++++ Data to use

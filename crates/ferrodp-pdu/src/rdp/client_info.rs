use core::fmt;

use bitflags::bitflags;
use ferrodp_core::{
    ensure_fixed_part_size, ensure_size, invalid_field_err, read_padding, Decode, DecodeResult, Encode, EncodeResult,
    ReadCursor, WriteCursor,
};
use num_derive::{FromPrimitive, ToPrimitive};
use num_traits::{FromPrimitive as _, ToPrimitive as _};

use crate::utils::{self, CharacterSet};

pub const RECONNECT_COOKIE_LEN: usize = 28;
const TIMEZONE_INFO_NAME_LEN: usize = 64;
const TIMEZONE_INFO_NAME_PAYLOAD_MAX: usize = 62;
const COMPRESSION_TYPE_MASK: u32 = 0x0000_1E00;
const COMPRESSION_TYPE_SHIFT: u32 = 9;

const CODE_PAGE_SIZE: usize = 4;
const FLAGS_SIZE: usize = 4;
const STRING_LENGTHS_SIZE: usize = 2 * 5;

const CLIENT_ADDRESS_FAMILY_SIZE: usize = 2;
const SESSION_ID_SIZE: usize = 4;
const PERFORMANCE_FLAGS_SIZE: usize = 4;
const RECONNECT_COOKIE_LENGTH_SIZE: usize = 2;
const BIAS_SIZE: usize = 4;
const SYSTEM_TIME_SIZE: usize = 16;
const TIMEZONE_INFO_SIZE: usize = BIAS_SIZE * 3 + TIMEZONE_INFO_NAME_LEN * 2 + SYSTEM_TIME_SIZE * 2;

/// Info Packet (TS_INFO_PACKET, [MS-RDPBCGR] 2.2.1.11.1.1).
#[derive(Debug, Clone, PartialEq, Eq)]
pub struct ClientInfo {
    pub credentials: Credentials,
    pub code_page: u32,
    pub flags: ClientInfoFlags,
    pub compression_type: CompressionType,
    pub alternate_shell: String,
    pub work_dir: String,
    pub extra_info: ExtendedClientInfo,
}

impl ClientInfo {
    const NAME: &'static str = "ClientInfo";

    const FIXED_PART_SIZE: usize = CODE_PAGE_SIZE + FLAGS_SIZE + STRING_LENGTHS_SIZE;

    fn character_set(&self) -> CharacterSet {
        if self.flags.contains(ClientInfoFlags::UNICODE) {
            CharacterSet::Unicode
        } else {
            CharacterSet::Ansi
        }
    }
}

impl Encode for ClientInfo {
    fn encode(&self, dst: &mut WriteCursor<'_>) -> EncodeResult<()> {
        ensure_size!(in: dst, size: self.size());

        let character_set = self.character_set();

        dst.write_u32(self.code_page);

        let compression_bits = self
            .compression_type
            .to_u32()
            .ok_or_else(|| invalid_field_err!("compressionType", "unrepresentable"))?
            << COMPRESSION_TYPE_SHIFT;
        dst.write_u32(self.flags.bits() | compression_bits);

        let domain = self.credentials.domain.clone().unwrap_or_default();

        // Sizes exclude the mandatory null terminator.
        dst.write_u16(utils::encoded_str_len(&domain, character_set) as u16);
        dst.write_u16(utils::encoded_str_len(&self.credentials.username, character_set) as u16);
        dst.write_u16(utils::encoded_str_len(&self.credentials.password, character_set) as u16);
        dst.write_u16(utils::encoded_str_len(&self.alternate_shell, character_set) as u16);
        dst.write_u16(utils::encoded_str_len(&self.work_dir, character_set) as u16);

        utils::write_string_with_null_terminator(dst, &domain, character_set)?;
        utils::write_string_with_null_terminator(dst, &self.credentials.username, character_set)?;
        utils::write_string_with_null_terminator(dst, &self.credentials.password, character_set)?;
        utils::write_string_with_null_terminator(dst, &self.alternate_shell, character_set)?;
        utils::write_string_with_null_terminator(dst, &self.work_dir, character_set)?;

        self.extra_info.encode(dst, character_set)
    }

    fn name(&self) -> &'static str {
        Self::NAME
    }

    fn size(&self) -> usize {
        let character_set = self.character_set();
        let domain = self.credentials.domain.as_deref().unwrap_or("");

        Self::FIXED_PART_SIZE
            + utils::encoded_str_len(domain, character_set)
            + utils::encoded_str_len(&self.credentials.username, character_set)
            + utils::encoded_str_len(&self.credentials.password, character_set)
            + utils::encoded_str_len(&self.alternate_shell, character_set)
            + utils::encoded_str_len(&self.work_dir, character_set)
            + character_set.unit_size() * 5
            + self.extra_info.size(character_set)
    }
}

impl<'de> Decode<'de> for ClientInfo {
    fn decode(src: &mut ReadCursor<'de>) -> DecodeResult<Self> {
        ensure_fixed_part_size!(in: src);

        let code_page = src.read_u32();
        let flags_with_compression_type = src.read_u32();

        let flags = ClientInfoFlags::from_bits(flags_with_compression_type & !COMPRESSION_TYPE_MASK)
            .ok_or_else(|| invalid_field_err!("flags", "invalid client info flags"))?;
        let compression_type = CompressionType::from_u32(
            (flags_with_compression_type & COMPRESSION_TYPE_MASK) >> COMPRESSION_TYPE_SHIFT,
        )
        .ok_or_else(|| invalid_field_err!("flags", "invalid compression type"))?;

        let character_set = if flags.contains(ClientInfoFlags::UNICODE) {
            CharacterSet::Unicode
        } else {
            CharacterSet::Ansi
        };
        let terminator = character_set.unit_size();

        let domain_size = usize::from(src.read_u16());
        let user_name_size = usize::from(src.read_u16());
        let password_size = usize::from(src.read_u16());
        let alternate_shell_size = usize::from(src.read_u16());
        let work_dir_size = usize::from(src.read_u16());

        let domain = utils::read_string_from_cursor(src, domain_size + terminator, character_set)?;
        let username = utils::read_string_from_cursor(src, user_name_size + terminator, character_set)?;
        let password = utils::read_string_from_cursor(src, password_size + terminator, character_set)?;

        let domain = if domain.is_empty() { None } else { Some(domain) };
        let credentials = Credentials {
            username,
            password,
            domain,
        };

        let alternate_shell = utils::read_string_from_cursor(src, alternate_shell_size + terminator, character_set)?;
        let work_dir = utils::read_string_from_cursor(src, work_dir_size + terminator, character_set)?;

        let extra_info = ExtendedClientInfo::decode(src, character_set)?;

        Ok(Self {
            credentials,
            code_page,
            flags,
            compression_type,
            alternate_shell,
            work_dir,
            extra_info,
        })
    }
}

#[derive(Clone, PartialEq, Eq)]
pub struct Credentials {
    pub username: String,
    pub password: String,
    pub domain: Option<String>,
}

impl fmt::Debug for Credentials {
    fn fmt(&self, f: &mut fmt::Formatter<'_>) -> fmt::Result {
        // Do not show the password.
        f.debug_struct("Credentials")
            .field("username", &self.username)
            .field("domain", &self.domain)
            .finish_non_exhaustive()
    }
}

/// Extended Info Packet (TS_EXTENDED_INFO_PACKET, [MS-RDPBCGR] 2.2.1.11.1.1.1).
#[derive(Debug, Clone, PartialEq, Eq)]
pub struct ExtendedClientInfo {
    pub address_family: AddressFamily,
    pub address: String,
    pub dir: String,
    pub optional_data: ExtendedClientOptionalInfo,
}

++++++++

Work to be completed:
Where a line of the data above includes "FromPrimitive", copy that line.

Response:
use num_derive::{FromPrimitive, ToPrimitive};
use num_traits::{FromPrimitive as _, ToPrimitive as _};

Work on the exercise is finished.